Data for this exercise START

//! User domain model.
//!
//! # Invariants
//! - `id` is unique across the user collection.
//! - Roles are descriptive only; nothing in core enforces them.

use serde::{Deserialize, Serialize};
use uuid::Uuid;

/// Stable identifier for a user.
pub type UserId = Uuid;

/// Access level shown next to a user.
#[derive(Debug, Clone, Copy, PartialEq, Eq, Hash, Serialize, Deserialize)]
#[serde(rename_all = "lowercase")]
pub enum UserRole {
    Admin,
    Editor,
    Viewer,
}

/// A known user that tasks may be assigned to.
#[derive(Debug, Clone, PartialEq, Eq, Serialize, Deserialize)]
#[serde(rename_all = "camelCase")]
pub struct User {
    pub id: UserId,
    pub name: String,
    pub email: String,
    #[serde(default, skip_serializing_if = "Option::is_none")]
    pub avatar: Option<String>,
    pub role: UserRole,
}

impl User {
    /// Creates a user without avatar.
    pub fn new(
        id: UserId,
        name: impl Into<String>,
        email: impl Into<String>,
        role: UserRole,
    ) -> Self {
        Self {
            id,
            name: name.into(),
            email: email.into(),
            avatar: None,
            role,
        }
    }

    /// Returns the user with the given avatar URL.
    pub fn with_avatar(mut self, avatar: impl Into<String>) -> Self {
        self.avatar = Some(avatar.into());
        self
    }
}
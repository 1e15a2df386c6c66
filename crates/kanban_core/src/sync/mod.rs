//! Real-time sync boundary.
//!
//! # Responsibility
//! - Define the provider contract a collaboration backend implements.
//! - Route calls to the selected provider without touching the stores.
//!
//! # Invariants
//! - Core logic never depends on provider behavior; the stores stay the
//!   source of truth.

pub mod noop;
pub mod provider;
pub mod registry;

pub use noop::NoopSyncProvider;
pub use provider::{
    BoardListener, PresenceEntry, PresenceStatus, Subscription, SyncError, SyncProvider,
    SyncResult,
};
pub use registry::SyncRegistry;
//! CLI smoke entry point.
//!
//! # Responsibility
//! - Verify `kanban_core` linkage and wiring outside any UI host.
//! - Seed the sample board, run one drag-and-drop move and print derived
//!   views as deterministic `key=value` lines.
//!
//! Environment: `KANBAN_LOG_DIR` (absolute, enables file logging),
//! `KANBAN_LOG_LEVEL`, `KANBAN_DB` (database file; in-memory when unset).

use chrono::Utc;
use kanban_core::db::{open_db, open_db_in_memory};
use kanban_core::fixtures::{sample_board, sample_users};
use kanban_core::{
    board_stats_at, default_log_level, init_logging, BoardStore, NoopSyncProvider, Priority,
    SqlitePreferenceStore, SyncRegistry, TaskMove, ThemeService, UserStore,
};
use std::error::Error;
use std::process::ExitCode;
use std::sync::Arc;

fn main() -> ExitCode {
    match run() {
        Ok(()) => ExitCode::SUCCESS,
        Err(err) => {
            log::error!("event=cli_run module=cli status=error error={err}");
            eprintln!("error: {err}");
            ExitCode::FAILURE
        }
    }
}

fn run() -> Result<(), Box<dyn Error>> {
    if let Ok(log_dir) = std::env::var("KANBAN_LOG_DIR") {
        let level = std::env::var("KANBAN_LOG_LEVEL")
            .unwrap_or_else(|_| default_log_level().to_string());
        init_logging(&level, &log_dir)?;
    }

    println!("kanban_core ping={}", kanban_core::ping());
    println!("kanban_core version={}", kanban_core::core_version());

    let conn = match std::env::var("KANBAN_DB") {
        Ok(path) => open_db(path)?,
        Err(_) => open_db_in_memory()?,
    };
    let theme = ThemeService::load(SqlitePreferenceStore::new(&conn), None)?;
    println!("theme={}", theme.mode());

    let now = Utc::now();
    let mut users = UserStore::with_users(sample_users());
    let first_user = users.users().first().map(|user| user.id);
    users.set_current_user(first_user);

    let board = sample_board(now, users.users());
    let board_id = board.id;
    let mut boards = BoardStore::new();
    boards.add_board(board)?;
    boards.set_current_board(Some(board_id));

    // Drag the first "To Do" card to the top of "In Progress".
    if let Some(request) = first_todo_move(&boards) {
        boards.move_task(board_id, request)?;
    }

    let mut sync = SyncRegistry::new();
    sync.register(Arc::new(NoopSyncProvider::new()))?;
    sync.select_active("noop")?;

    let current = boards
        .current_board()
        .ok_or("sample board missing after seeding")?;
    sync.push_board_update(current)?;

    let stats = board_stats_at(current, now);
    println!("board={} consistent={}", current.title, current.is_consistent());
    println!("tasks.total={}", stats.total_tasks);
    for priority in Priority::ALL {
        println!(
            "tasks.priority.{}={}",
            priority.as_str(),
            stats.priority_counts.get(priority)
        );
    }
    for column in &current.columns {
        println!("column.{}={}", column.title, column.task_ids.len());
    }
    println!("tasks.overdue={}", stats.due_dates.overdue);
    println!("tasks.upcoming={}", stats.due_dates.upcoming);
    println!("tasks.other={}", stats.due_dates.other);
    if let Some(user) = users.current_user() {
        println!("user.current={}", user.name);
    }

    Ok(())
}

fn first_todo_move(boards: &BoardStore) -> Option<TaskMove> {
    let board = boards.current_board()?;
    let source = board.columns.first()?;
    let destination = board.columns.get(1)?;
    Some(TaskMove {
        task_id: *source.task_ids.first()?,
        source_column_id: source.id,
        destination_column_id: destination.id,
        source_index: 0,
        destination_index: 0,
    })
}
//! In-process sync provider registry and selection.

use crate::model::board::{Board, BoardId};
use crate::model::user::UserId;
use crate::sync::provider::{
    BoardListener, PresenceEntry, PresenceStatus, Subscription, SyncError, SyncProvider,
    SyncResult,
};
use log::info;
use std::collections::BTreeMap;
use std::sync::Arc;

/// Registered sync providers plus the one selected for routing.
#[derive(Default)]
pub struct SyncRegistry {
    providers: BTreeMap<String, Arc<dyn SyncProvider>>,
    active_provider_id: Option<String>,
}

impl SyncRegistry {
    pub fn new() -> Self {
        Self::default()
    }

    /// Registers one provider adapter.
    pub fn register(&mut self, provider: Arc<dyn SyncProvider>) -> SyncResult<()> {
        let provider_id = provider.provider_id().trim().to_string();
        if !is_valid_provider_id(&provider_id) {
            return Err(SyncError::InvalidProviderId(provider_id));
        }
        if self.providers.contains_key(provider_id.as_str()) {
            return Err(SyncError::DuplicateProviderId(provider_id));
        }

        info!("event=sync_register module=sync status=ok provider={provider_id}");
        self.providers.insert(provider_id, provider);
        Ok(())
    }

    pub fn len(&self) -> usize {
        self.providers.len()
    }

    pub fn is_empty(&self) -> bool {
        self.providers.is_empty()
    }

    /// Returns sorted provider ids.
    pub fn provider_ids(&self) -> Vec<String> {
        self.providers.keys().cloned().collect()
    }

    pub fn select_active(&mut self, provider_id: &str) -> SyncResult<()> {
        let normalized = provider_id.trim();
        if !self.providers.contains_key(normalized) {
            return Err(SyncError::ProviderNotFound(normalized.to_string()));
        }
        self.active_provider_id = Some(normalized.to_string());
        Ok(())
    }

    pub fn clear_active(&mut self) {
        self.active_provider_id = None;
    }

    pub fn active_provider_id(&self) -> Option<&str> {
        self.active_provider_id.as_deref()
    }

    pub fn get(&self, provider_id: &str) -> Option<Arc<dyn SyncProvider>> {
        self.providers.get(provider_id.trim()).cloned()
    }

    pub fn active_provider(&self) -> Option<Arc<dyn SyncProvider>> {
        let id = self.active_provider_id()?;
        self.get(id)
    }

    pub fn subscribe_board(
        &self,
        board_id: BoardId,
        listener: BoardListener,
    ) -> SyncResult<Subscription> {
        self.require_active()?.subscribe_board(board_id, listener)
    }

    pub fn push_board_update(&self, board: &Board) -> SyncResult<()> {
        self.require_active()?.push_board_update(board)
    }

    pub fn user_presence(&self, board_id: BoardId) -> SyncResult<Vec<PresenceEntry>> {
        self.require_active()?.user_presence(board_id)
    }

    pub fn set_user_presence(
        &self,
        board_id: BoardId,
        user_id: UserId,
        status: PresenceStatus,
    ) -> SyncResult<()> {
        self.require_active()?
            .set_user_presence(board_id, user_id, status)
    }

    fn require_active(&self) -> SyncResult<Arc<dyn SyncProvider>> {
        self.active_provider().ok_or(SyncError::ProviderNotSelected)
    }
}

fn is_valid_provider_id(value: &str) -> bool {
    !value.is_empty()
        && value
            .chars()
            .all(|c| c.is_ascii_lowercase() || c.is_ascii_digit() || c == '_' || c == '-')
}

Data for this exercise END

■ What is required
Read through the entries and copy each line in which "SyncResult" appears.

■ Output of the exercise
    SyncResult,
    SyncResult,
    pub fn register(&mut self, provider: Arc<dyn SyncProvider>) -> SyncResult<()> {
    pub fn select_active(&mut self, provider_id: &str) -> SyncResult<()> {
    ) -> SyncResult<Subscription> {
    pub fn push_board_update(&self, board: &Board) -> SyncResult<()> {
    pub fn user_presence(&self, board_id: BoardId) -> SyncResult<Vec<PresenceEntry>> {
    ) -> SyncResult<()> {
    fn require_active(&self) -> SyncResult<Arc<dyn SyncProvider>> {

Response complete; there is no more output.